L’ART DE VIVRE… DANS UN 10 M2

   Fraîchement débarquée à Paris, après la ville du Havre et ses prix dérisoires (et dire que 400 € pour un 25 m2 ça me paraissait cher, Aheum)…

Me voilà en quête d’un appartement dans la capitale : horreur !

"Ô Joie", coup de téléphone de mon papa.
Glory Glory Alleluia, le bougre m’a décoché une visite d’appartement. Pas une visite où on est pas 350 à faire la queue, mais une vraie visite en tête à tête. Ma tendre mère et moi partons sur le champ, à la rencontre du sacro-saint détenteur des clés, le proprio.

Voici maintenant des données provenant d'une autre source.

//! # Constituent Materials
//!
//! Elastic constituents of a unidirectional ply. A fiber or a matrix is
//! either isotropic (glass, epoxy) or transversely isotropic (carbon,
//! aramid).
//!
//! ## Material Types
//!
//! - **Isotropic**: `E`, `v`; derives `G` and the plane-strain bulk modulus `K`
//! - **Transversely isotropic**: `E1`, `E2`, `G12`, `G23`, `v12`; derives `K23`
//!
//! Micromechanics code never branches on the variant. It asks for
//! [`ElasticConstants`], in which an isotropic material reports the same
//! modulus for its axial and transverse roles.
//!
//! ## Example
//!
//! ```rust
//! use ply_core::materials::{Constituent, IsotropicMaterial};
//! use rust_decimal::Decimal;
//!
//! let epoxy: Constituent = IsotropicMaterial::parse("Epoxy", "2.8", "0.3").unwrap().into();
//! let c = epoxy.elastic_constants();
//! assert_eq!(c.axial_modulus, c.transverse_modulus);
//! assert_eq!(c.plane_strain_bulk_modulus, Decimal::new(2692, 3));
//! ```

pub mod isotropic;
pub mod transtropic;
pub(crate) mod table;

pub use isotropic::{IsotropicMaterial, ISOTROPIC_COLUMNS};
pub use transtropic::{TransverselyIsotropicMaterial, TRANSTROPIC_COLUMNS};

use std::collections::BTreeMap;

use rust_decimal::Decimal;
use serde::{Deserialize, Serialize};

use crate::errors::PlyResult;

/// Constituent constants in the roles micromechanics formulas use them.
#[derive(Debug, Clone, Copy, PartialEq, Eq, Serialize, Deserialize)]
pub struct ElasticConstants {
    /// Young's modulus along the fiber axis (E1, or E)
    pub axial_modulus: Decimal,
    /// Young's modulus across the fiber axis (E2, or E)
    pub transverse_modulus: Decimal,
    /// In-plane shear modulus (G12, or G)
    pub axial_shear_modulus: Decimal,
    /// Cross-section shear modulus (G23, or G)
    pub transverse_shear_modulus: Decimal,
    /// Major Poisson's ratio (v12, or v)
    pub poissons_ratio: Decimal,
    /// Plane-strain bulk modulus (K23, or K)
    pub plane_strain_bulk_modulus: Decimal,
}

/// Closed set of constituent material variants.
///
/// ## JSON Serialization
///
/// ```json
/// { "type": "Isotropic", "name": "Epoxy", "youngs_modulus": "2.800", ... }
/// { "type": "TransverselyIsotropic", "name": "Carbon", "axial_youngs_modulus": "250.000", ... }
/// ```
#[derive(Debug, Clone, PartialEq, Serialize, Deserialize)]
#[serde(tag = "type")]
pub enum Constituent {
    Isotropic(IsotropicMaterial),
    TransverselyIsotropic(TransverselyIsotropicMaterial),
}

impl Constituent {
    pub fn name(&self) -> &str {
        match self {
            Constituent::Isotropic(m) => m.name(),
            Constituent::TransverselyIsotropic(m) => m.name(),
        }
    }

    /// Constants in their axial/transverse/shear roles
    pub fn elastic_constants(&self) -> ElasticConstants {
        match self {
            Constituent::Isotropic(m) => ElasticConstants {
                axial_modulus: m.youngs_modulus(),
                transverse_modulus: m.youngs_modulus(),
                axial_shear_modulus: m.shear_modulus(),
                transverse_shear_modulus: m.shear_modulus(),
                poissons_ratio: m.poissons_ratio(),
                plane_strain_bulk_modulus: m.plane_strain_bulk_modulus(),
            },
            Constituent::TransverselyIsotropic(m) => ElasticConstants {
                axial_modulus: m.axial_youngs_modulus(),
                transverse_modulus: m.transverse_youngs_modulus(),
                axial_shear_modulus: m.axial_shear_modulus(),
                transverse_shear_modulus: m.transverse_shear_modulus(),
                poissons_ratio: m.major_poissons_ratio(),
                plane_strain_bulk_modulus: m.plane_strain_bulk_modulus(),
            },
        }
    }

    /// Get material type as a string
    pub fn material_type(&self) -> &'static str {
        match self {
            Constituent::Isotropic(_) => "Isotropic",
            Constituent::TransverselyIsotropic(_) => "Transversely Isotropic",
        }
    }

    /// Attribute map consumed by report writers
    pub fn info(&self) -> BTreeMap<&'static str, String> {
        let mut info = match self {
            Constituent::Isotropic(m) => m.info(),
            Constituent::TransverselyIsotropic(m) => m.info(),
        };
        info.insert("type", self.material_type().to_string());
        info
    }

    /// Read a table of either variant, chosen by its column count.
    ///
    /// Three columns mean `(name, E, v)`; six mean `(name, E1, E2, G12, G23, v12)`.
    /// Anything else is reported by the isotropic reader as `InvalidFormat`.
    pub fn read_from_table<S: AsRef<str>>(rows: &[Vec<S>]) -> PlyResult<Vec<Constituent>> {
        let width = rows.first().map(Vec::len).unwrap_or(0);
        if width == TRANSTROPIC_COLUMNS.len() {
            Ok(TransverselyIsotropicMaterial::read_from_table(rows)?
                .into_iter()
                .map(Constituent::from)
                .collect())
        } else {
            Ok(IsotropicMaterial::read_from_table(rows)?
                .into_iter()
                .map(Constituent::from)
                .collect())
        }
    }
}

impl std::fmt::Display for Constituent {
    fn fmt(&self, f: &mut std::fmt::Formatter<'_>) -> std::fmt::Result {
        match self {
            Constituent::Isotropic(m) => write!(f, "{}", m),
            Constituent::TransverselyIsotropic(m) => write!(f, "{}", m),
        }
    }
}

impl From<IsotropicMaterial> for Constituent {
    fn from(mat: IsotropicMaterial) -> Self {
        Constituent::Isotropic(mat)
    }
}

impl From<TransverselyIsotropicMaterial> for Constituent {
    fn from(mat: TransverselyIsotropicMaterial) -> Self {
        Constituent::TransverselyIsotropic(mat)
    }
}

Nous pénétrons dans une résidence dite "de standing" gardée comme un lieu sacré ; deux portes électriques, une gardienne, et une caméra tous les deux mètres.

Dans un couloir qui n’est pas sans rappeler Shinning, se dresse la porte dudit appartement.
 
Sésame, ouvre-toi.
Bon la fenêtre est grande, elle fait tout le mur. Chouette.

Et c’est là que le propriétaire décroche son téléphone. "- Oui ? (…) Non Madame cet appartement n’est plus disponible, j’ai eu sept visites dans la matinée". C’est alors que ma mère me lance ce regard. Ce regard qui dit "Si tu ne prends pas cet appartement je te jure que je te laisse vivre dans un carton Demeco".

Pas vraiment le choix, ma petite mimine signe pour cet appartement, me voilà donc chez moi. Durant le premier jour, j’ai tâché de passer cette phrase en boucle dans mon cerveau : "Tout  le monde fait une histoire des 10 m2, mais ça va c’est vivable."

Mon cerveau avait oublié un principe fondamental : il faut mettre des meubles dans les 10 m2.

Mieux vaut un petit chez soi qu’un grand chez les autres.
Effectivement, rien que mon lit double empêche de circuler (bah oui je ne vais quand même pas coucher Georges dans un lit simple…)

Ensuite, il faut vivre dedans, je ne vous cache pas que les premiers jours furent une galère sans nom. Ma poele qui crépite et tâche ma jolie couette blanche, le paquet d’Ebly qui se renverse entre le frigo et le placard, les robes qui pendent au mur parce-que-dans-le-placard-plus-de-place, la vaiselle sale dans l’évier de la salle de bain et les serviettes éponges avec une odeur étrange de curry…

Et je ne parle pas du rideau de douche gluant qui -on ne sait pourquoi – ne peut s’empêcher de coller votre peau dans cet espace extrêmement limité qu’est la douche. On apprend vite à penser utile, à ranger ses culottes dans une boîte, à faire la cuisine sur son bureau parce-que-pas-de-plan-de-travail et à poser la vaisselle au fur et à mesure qu’elle est lavée sur les toilettes (surface plane la plus proche).

Chères Paulette, chers Georges, je vous le dis, vivement la colocation.